Real or Fake?

Video and photographs have been a key part of reporting for many years. Ever since the first photographs in a newspaper back in 1880, visual images have helped tell stories. But recently the stories people can present through video and photos has been scarily vivid. Amateur videographers and photographers can now doctor clips and images, adding in details and words and gestures, that look eerily real. These “deepfakes” were originally quite easy to spot, but now with improved and more publicly accessibly technology, these videos are becoming especially vivid. And many are worried that the prevalence of believable, false videos will lead to viewers distrusting anything they see regardless of the claims of the presenter. As they get numbed to the truth by vivid mimicry, people may eventually give up any effort to discover the truth. They are so difficult to spot now that digital companies such as Serelay and Truepic are actually introducing programs that can tag images and videos based on their location relative to cell phone towers in order to discover their genuineness (Summerville). When it comes to the internet, the discerning the difference between genuine and fake is becoming a tricky process.

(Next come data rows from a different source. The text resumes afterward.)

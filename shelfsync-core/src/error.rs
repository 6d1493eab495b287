//! Error types for shelfsync-core.

use std::path::PathBuf;

use thiserror::Error;

/// Errors raised while synthesizing new shelves.
#[derive(Debug, Error, PartialEq, Eq)]
pub enum ProvisionError {
    /// Two rows in one insertion batch share a name.
    #[error("duplicate shelf name in provisioning batch: {name:?}")]
    DuplicateName { name: String },
}

/// Errors raised while locating or parsing the config file.
#[derive(Debug, Error)]
pub enum ConfigError {
    /// Underlying I/O failure while reading the file.
    #[error("I/O error reading {path}: {source}")]
    Io {
        path: PathBuf,
        #[source]
        source: std::io::Error,
    },

    /// YAML parse error, with the file path and serde_yaml's line context.
    #[error("failed to parse config at {path}: {source}")]
    Parse {
        path: PathBuf,
        #[source]
        source: serde_yaml::Error,
    },

    /// `dirs::home_dir()` returned `None`.
    #[error("cannot determine home directory; set $HOME or pass --config")]
    HomeNotFound,

    /// No config file at the expected path.
    #[error("config not found at {path}")]
    NotFound { path: PathBuf },
}
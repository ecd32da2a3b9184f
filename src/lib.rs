//! # gyt Library
//!
//! This library provides the core functionality behind the `gyt` command-line
//! tool: a git-shaped journal of *milestones*. Milestones are staged with
//! `gyt add`, grouped into hashed, timestamped commits with `gyt commit`, and
//! reviewed with `gyt log` and `gyt stats`.
//!
//! ## Quick Example
//!
//! ```
//! use gyt::models::Milestone;
//! use gyt::repository::Repository;
//!
//! let dir = std::env::temp_dir().join(format!("gyt-doc-{}", std::process::id()));
//! std::fs::create_dir_all(&dir).unwrap();
//!
//! let repo = Repository::new(&dir);
//! repo.init().unwrap();
//! repo.add_milestone(Milestone::new("Wrote the README").unwrap()).unwrap();
//!
//! let commit = repo.commit_staged("Docs day").unwrap();
//! assert_eq!(commit.milestones.len(), 1);
//! assert!(repo.staged_milestones().unwrap().is_empty());
//!
//! std::fs::remove_dir_all(&dir).unwrap();
//! ```
//!
//! ## Core Concepts
//!
//! - **Models (`models`)**: `Milestone` and `Commit`, and the commit hash.
//! - **Repository (`repository`)**: The `.gyt/` directory and its JSON files
//!   for staging, history, and configuration.
//! - **Configuration (`config`)**: Nested settings addressed by dotted keys
//!   such as `user.name` and `remote.url`.
//! - **Statistics (`stats`)**: Totals over a trailing window of days.
//! - **Output and errors (`output`, `error`, `suggestions`)**: Terminal
//!   styling decisions and user-facing error messages with hints.

pub mod config;
pub mod defaults;
pub mod error;
pub mod models;
pub mod output;
pub mod repository;
pub mod stats;
pub mod suggestions;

               Genuineness is also a key issue that Bible prophecy deals with. In Matthew 24, Jesus especially emphasizes the danger of following “false christs” at the end of time (Matthew 24:23-28). In 2 Timothy 4:3-4, Paul also instructs his young protégé Timothy by saying, “For the time will come when they will not endure sound doctrine, but according to their own desires, because they have itching ears, they will heap up for themselves teachers; and they will turn their ears away from the truth, and be turned aside to fables.” Deception can have dire consequences, but deception doesn’t have to catch us unawares. Paul gives us the instruction we need for following truth in the very next verse: “But you be watchful in all things, endure afflictions, do the work of an evangelist, fulfill your ministry.” (2 Timothy 4:5). He also gives us the antidote to deception in the following lesson for Timothy: “Be diligent to present yourself approved to God, a worker who does not need to be ashamed, rightly dividing the word of truth.” (2 Timothy 2:15) Deep, focused Bible study is the answer to deceptive influences and even though staying clear falsehood isn’t always easy, knowing the truth is more than worth it. Buying into falsehoods brings fear, distrust, frustration, and danger, while freedom comes from cherishing the truth.


Summerville, Abigail. 'Deepfakes' Trigger and Race to Fight Manipulated Photo and Video. Wall Street Journal Online. 27 July 2019. 19 August 2019.